Exercise brief: Start with the first line of the material. Repeat each line exactly through the one that contains "pub fn n_features(&self)".

########

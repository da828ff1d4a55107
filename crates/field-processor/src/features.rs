//! Flattening ("straightening") a field into clustering samples.
//!
//! Every builder returns a [`FeatureMatrix`]: one row per sample plus the
//! origin of that row, so labels can later be written back to the cell or
//! time step they came from.

use crate::{OceanField, Result};
use ndarray::{s, Array2, ArrayView3, Axis};
use ocean_common::ChemicalSelection;
use serde::{Deserialize, Serialize};
use tracing::debug;

/// Where a sample row came from.
#[derive(Debug, Clone, Copy, PartialEq, Eq, Serialize, Deserialize)]
pub enum SampleOrigin {
    /// A grid cell (row, column).
    Cell { lat: usize, lon: usize },
    /// A time step.
    Time(usize),
}

/// Samples ready for a clustering backend.
#[derive(Debug, Clone)]
pub struct FeatureMatrix {
    /// Samples × features.
    pub records: Array2<f64>,
    /// Origin of each row of `records`.
    pub origins: Vec<SampleOrigin>,
    /// `(n_lat, n_lon)` of the source grid for cell samples.
    pub grid_shape: Option<(usize, usize)>,
}

impl FeatureMatrix {
    pub fn n_samples(&self) -> usize {
        self.records.nrows()
    }

    pub fn n_features(&self) -> usize {
        self.records.ncols()
    }

    pub fn is_empty(&self) -> bool {
        self.n_samples() == 0
    }
}

/// One sample per grid cell whose value is finite at every time step.
///
/// `series` is a time × lat × lon array (one chemical through time); each
/// sample is the cell's time series.
pub fn spatial_features(series: ArrayView3<'_, f64>) -> Result<FeatureMatrix> {
    let (n_times, n_lat, n_lon) = series.dim();
    let mut values = Vec::new();
    let mut origins = Vec::new();

    for i in 0..n_lat {
        for j in 0..n_lon {
            let cell = series.slice(s![.., i, j]);
            if cell.iter().all(|v| v.is_finite()) {
                values.extend(cell.iter().copied());
                origins.push(SampleOrigin::Cell { lat: i, lon: j });
            }
        }
    }

    debug!(
        samples = origins.len(),
        cells = n_lat * n_lon,
        "Built spatial features"
    );
    Ok(FeatureMatrix {
        records: Array2::from_shape_vec((origins.len(), n_times), values)?,
        origins,
        grid_shape: Some((n_lat, n_lon)),
    })
}

/// One sample per grid cell whose chemicals are all finite.
///
/// `layer` is a lat × lon × chemical array (one time step); each sample is
/// the cell's chemical vector.
pub fn timestep_features(layer: ArrayView3<'_, f64>) -> Result<FeatureMatrix> {
    let (n_lat, n_lon, n_chem) = layer.dim();
    let mut values = Vec::new();
    let mut origins = Vec::new();

    for i in 0..n_lat {
        for j in 0..n_lon {
            let cell = layer.slice(s![i, j, ..]);
            if cell.iter().all(|v| v.is_finite()) {
                values.extend(cell.iter().copied());
                origins.push(SampleOrigin::Cell { lat: i, lon: j });
            }
        }
    }

    debug!(
        samples = origins.len(),
        cells = n_lat * n_lon,
        "Built timestep features"
    );
    Ok(FeatureMatrix {
        records: Array2::from_shape_vec((origins.len(), n_chem), values)?,
        origins,
        grid_shape: Some((n_lat, n_lon)),
    })
}

/// One sample per time step: the selected chemicals at a single cell.
///
/// Values are taken as-is, so a NaN in the cell's history reaches the
/// clustering backend, which rejects it.
pub fn location_features(
    field: &OceanField,
    lat: usize,
    lon: usize,
    selection: &ChemicalSelection,
) -> Result<FeatureMatrix> {
    field.check_location(lat, lon)?;
    let positions = field.selected_positions(selection)?;
    let data = field.data();

    let records = Array2::from_shape_fn((field.n_times(), positions.len()), |(t, c)| {
        data[[t, lat, lon, positions[c]]]
    });
    Ok(FeatureMatrix {
        records,
        origins: (0..field.n_times()).map(SampleOrigin::Time).collect(),
        grid_shape: None,
    })
}

/// One sample per time step: the spatial mean of each selected chemical,
/// ignoring NaN cells.
pub fn spatial_mean_features(
    field: &OceanField,
    selection: &ChemicalSelection,
) -> Result<FeatureMatrix> {
    let positions = field.selected_positions(selection)?;
    let data = field.data();
    let mut records = Array2::<f64>::from_elem((field.n_times(), positions.len()), f64::NAN);

    for (t, step) in data.axis_iter(Axis(0)).enumerate() {
        for (c, &chem) in positions.iter().enumerate() {
            let layer = step.index_axis(Axis(2), chem);
            let (sum, count) = layer
                .iter()
                .filter(|v| v.is_finite())
                .fold((0.0_f64, 0usize), |(sum, count), v| (sum + *v, count + 1));
            if count > 0 {
                records[[t, c]] = sum / count as f64;
            }
        }
    }

    Ok(FeatureMatrix {
        records,
        origins: (0..field.n_times()).map(SampleOrigin::Time).collect(),
        grid_shape: None,
    })
}

#[cfg(test)]
mod tests {
    use super::*;
    use ndarray::{Array3, Array4};
    use ocean_common::Chemical;

    #[test]
    fn test_spatial_features_skip_incomplete_cells() {
        let mut series = Array3::from_shape_fn((3, 2, 2), |(t, i, j)| (t + i * 10 + j * 100) as f64);
        series[[1, 0, 1]] = f64::NAN;
        let features = spatial_features(series.view()).unwrap();

        assert_eq!(features.n_samples(), 3);
        assert_eq!(features.n_features(), 3);
        assert_eq!(
            features.origins,
            vec![
                SampleOrigin::Cell { lat: 0, lon: 0 },
                SampleOrigin::Cell { lat: 1, lon: 0 },
                SampleOrigin::Cell { lat: 1, lon: 1 },
            ]
        );
        // First kept row is cell (0, 0), second is (1, 0).
        assert_eq!(features.records.row(0).to_vec(), vec![0.0, 1.0, 2.0]);
        assert_eq!(features.records.row(1).to_vec(), vec![10.0, 11.0, 12.0]);
    }

    #[test]
    fn test_timestep_features_rows_are_chemical_vectors() {
        let mut layer = Array3::from_shape_fn((2, 1, 4), |(i, _, c)| (i * 10 + c) as f64);
        layer[[0, 0, 3]] = f64::NAN;
        let features = timestep_features(layer.view()).unwrap();
        assert_eq!(features.n_samples(), 1);
        assert_eq!(features.origins[0], SampleOrigin::Cell { lat: 1, lon: 0 });
        assert_eq!(features.records.row(0).to_vec(), vec![10.0, 11.0, 12.0, 13.0]);
    }

    #[test]
    fn test_all_missing_gives_empty_matrix() {
        let layer = Array3::<f64>::from_elem((2, 2, 4), f64::NAN);
        let features = timestep_features(layer.view()).unwrap();
        assert!(features.is_empty());
        assert_eq!(features.n_features(), 4);
    }

    #[test]
    fn test_location_features() {
        let data = Array4::from_shape_fn((3, 2, 2, 4), |(t, i, j, c)| {
            (t * 1000 + i * 100 + j * 10 + c) as f64
        });
        let field = OceanField::new(data).unwrap();
        let selection = ChemicalSelection::from_chemicals(&[Chemical::Chl, Chemical::Nitr]);
        let features = location_features(&field, 1, 0, &selection).unwrap();
        assert_eq!(features.records.dim(), (3, 2));
        assert_eq!(features.records.row(2).to_vec(), vec![2100.0, 2102.0]);
        assert_eq!(features.origins[2], SampleOrigin::Time(2));
        assert!(location_features(&field, 2, 0, &selection).is_err());
    }

    #[test]
    fn test_spatial_mean_ignores_nan() {
        let mut data = Array4::<f64>::zeros((2, 2, 1, 4));
        data[[0, 0, 0, 0]] = 1.0;
        data[[0, 1, 0, 0]] = 3.0;
        data[[1, 0, 0, 0]] = f64::NAN;
        data[[1, 1, 0, 0]] = 5.0;
        data[[1, 0, 0, 1]] = f64::NAN;
        data[[1, 1, 0, 1]] = f64::NAN;
        let field = OceanField::new(data).unwrap();
        let features = spatial_mean_features(&field, &ChemicalSelection::all()).unwrap();
        assert_eq!(features.records[[0, 0]], 2.0);
        assert_eq!(features.records[[1, 0]], 5.0);
        assert!(features.records[[1, 1]].is_nan());
    }
}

########

Your response:
repository da828ff1d4a55107
filename crates/field-processor/src/features.rs
//! Flattening ("straightening") a field into clustering samples.
//!
//! Every builder returns a [`FeatureMatrix`]: one row per sample plus the
//! origin of that row, so labels can later be written back to the cell or
//! time step they came from.

use crate::{OceanField, Result};
use ndarray::{s, Array2, ArrayView3, Axis};
use ocean_common::ChemicalSelection;
use serde::{Deserialize, Serialize};
use tracing::debug;

/// Where a sample row came from.
#[derive(Debug, Clone, Copy, PartialEq, Eq, Serialize, Deserialize)]
pub enum SampleOrigin {
    /// A grid cell (row, column).
    Cell { lat: usize, lon: usize },
    /// A time step.
    Time(usize),
}

/// Samples ready for a clustering backend.
#[derive(Debug, Clone)]
pub struct FeatureMatrix {
    /// Samples × features.
    pub records: Array2<f64>,
    /// Origin of each row of `records`.
    pub origins: Vec<SampleOrigin>,
    /// `(n_lat, n_lon)` of the source grid for cell samples.
    pub grid_shape: Option<(usize, usize)>,
}

impl FeatureMatrix {
    pub fn n_samples(&self) -> usize {
        self.records.nrows()
    }

    pub fn n_features(&self) -> usize {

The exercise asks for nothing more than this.